_What you need to do_
What lines in the data hold the string "NotFound"? Show them.

_Task material_
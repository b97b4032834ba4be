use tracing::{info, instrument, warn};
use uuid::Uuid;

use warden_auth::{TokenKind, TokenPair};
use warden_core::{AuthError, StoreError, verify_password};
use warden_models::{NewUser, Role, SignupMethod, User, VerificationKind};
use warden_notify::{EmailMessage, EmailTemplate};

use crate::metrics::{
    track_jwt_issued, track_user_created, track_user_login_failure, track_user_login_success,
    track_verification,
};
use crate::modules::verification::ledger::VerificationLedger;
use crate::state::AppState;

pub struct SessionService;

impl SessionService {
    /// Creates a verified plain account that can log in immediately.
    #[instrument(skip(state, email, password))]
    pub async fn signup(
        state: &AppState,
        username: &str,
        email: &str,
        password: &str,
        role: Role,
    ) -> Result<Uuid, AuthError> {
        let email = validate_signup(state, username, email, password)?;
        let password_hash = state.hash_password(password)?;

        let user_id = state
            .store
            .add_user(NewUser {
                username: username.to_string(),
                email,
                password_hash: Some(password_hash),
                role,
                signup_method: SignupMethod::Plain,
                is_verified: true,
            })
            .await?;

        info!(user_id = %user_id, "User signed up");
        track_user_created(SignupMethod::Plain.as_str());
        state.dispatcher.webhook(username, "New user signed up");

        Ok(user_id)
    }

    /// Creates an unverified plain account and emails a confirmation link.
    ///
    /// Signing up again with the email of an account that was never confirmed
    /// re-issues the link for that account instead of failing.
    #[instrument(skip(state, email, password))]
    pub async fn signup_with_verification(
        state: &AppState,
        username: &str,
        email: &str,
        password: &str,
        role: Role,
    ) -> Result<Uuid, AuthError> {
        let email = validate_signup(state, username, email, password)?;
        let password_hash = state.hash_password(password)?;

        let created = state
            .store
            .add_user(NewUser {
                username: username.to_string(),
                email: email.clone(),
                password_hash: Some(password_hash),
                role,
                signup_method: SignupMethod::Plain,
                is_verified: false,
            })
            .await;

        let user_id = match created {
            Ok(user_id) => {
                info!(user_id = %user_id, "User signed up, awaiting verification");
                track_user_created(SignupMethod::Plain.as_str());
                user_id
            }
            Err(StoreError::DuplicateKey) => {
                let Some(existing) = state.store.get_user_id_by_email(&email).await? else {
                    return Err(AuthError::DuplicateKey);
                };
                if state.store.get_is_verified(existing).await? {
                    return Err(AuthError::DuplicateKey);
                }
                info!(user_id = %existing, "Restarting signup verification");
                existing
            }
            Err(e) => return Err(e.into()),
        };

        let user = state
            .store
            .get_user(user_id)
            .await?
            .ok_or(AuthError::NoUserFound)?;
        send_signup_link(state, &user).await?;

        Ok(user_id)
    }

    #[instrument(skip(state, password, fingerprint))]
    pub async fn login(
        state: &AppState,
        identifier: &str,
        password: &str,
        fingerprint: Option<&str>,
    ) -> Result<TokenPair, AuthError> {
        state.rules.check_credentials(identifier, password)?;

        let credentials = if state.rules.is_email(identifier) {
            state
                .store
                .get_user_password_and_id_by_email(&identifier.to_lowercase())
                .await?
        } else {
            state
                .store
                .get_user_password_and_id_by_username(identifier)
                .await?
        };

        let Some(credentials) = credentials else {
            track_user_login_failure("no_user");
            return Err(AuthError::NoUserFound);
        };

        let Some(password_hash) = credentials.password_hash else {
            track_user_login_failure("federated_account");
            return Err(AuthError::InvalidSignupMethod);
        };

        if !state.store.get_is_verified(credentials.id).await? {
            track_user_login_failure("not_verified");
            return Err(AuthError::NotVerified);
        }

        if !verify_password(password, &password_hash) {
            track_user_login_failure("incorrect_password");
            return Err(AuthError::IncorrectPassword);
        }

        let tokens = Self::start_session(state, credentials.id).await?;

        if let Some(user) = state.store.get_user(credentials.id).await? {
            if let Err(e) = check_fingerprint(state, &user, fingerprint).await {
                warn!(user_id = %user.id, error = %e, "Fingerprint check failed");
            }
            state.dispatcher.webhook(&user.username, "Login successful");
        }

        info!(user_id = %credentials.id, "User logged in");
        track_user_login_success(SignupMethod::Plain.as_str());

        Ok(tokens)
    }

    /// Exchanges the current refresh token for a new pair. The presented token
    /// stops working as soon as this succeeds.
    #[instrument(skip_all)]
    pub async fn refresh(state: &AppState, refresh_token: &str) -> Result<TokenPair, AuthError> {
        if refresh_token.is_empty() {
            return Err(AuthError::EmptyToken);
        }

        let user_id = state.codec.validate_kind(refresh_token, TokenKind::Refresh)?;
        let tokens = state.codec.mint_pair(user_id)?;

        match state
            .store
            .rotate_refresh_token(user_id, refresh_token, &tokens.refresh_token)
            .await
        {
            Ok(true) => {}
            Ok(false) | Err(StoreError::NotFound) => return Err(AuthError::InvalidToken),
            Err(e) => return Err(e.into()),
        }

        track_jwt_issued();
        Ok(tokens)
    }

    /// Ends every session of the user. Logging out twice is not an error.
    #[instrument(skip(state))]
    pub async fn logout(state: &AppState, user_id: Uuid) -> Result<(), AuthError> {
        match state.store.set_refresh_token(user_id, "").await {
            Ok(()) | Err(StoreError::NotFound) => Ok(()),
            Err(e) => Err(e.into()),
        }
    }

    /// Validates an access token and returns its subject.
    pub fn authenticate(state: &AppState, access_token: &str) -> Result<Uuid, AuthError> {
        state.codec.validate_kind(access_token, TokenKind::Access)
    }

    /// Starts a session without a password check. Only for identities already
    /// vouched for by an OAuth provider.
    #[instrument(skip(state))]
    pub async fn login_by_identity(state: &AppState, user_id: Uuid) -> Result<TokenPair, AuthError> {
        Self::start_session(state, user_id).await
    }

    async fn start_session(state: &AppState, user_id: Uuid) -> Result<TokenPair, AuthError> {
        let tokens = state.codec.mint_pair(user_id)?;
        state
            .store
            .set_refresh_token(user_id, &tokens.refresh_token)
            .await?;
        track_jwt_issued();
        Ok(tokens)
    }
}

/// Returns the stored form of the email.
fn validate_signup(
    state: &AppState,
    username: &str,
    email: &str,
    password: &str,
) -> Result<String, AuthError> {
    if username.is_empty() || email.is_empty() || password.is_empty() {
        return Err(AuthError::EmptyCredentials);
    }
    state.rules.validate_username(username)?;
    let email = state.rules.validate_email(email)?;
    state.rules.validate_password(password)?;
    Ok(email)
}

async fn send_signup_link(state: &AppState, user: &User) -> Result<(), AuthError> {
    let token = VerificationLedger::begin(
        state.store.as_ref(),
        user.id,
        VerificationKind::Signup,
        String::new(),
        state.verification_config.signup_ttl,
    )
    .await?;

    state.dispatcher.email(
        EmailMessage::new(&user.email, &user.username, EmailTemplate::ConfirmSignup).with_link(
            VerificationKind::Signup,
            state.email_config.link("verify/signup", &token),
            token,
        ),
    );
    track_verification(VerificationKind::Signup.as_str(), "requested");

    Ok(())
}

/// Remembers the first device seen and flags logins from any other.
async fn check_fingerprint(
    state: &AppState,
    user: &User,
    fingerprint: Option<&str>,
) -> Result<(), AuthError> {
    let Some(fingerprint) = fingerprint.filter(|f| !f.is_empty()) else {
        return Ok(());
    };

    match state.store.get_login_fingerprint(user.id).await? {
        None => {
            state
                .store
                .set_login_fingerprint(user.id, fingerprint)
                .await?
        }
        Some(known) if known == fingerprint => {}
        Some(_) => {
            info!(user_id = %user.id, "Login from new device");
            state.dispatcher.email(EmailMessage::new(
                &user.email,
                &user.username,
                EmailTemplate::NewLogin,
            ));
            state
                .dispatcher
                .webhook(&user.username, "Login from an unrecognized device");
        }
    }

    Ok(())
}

_Problem solution_
            Ok(false) | Err(StoreError::NotFound) => return Err(AuthError::InvalidToken),
            Ok(()) | Err(StoreError::NotFound) => Ok(()),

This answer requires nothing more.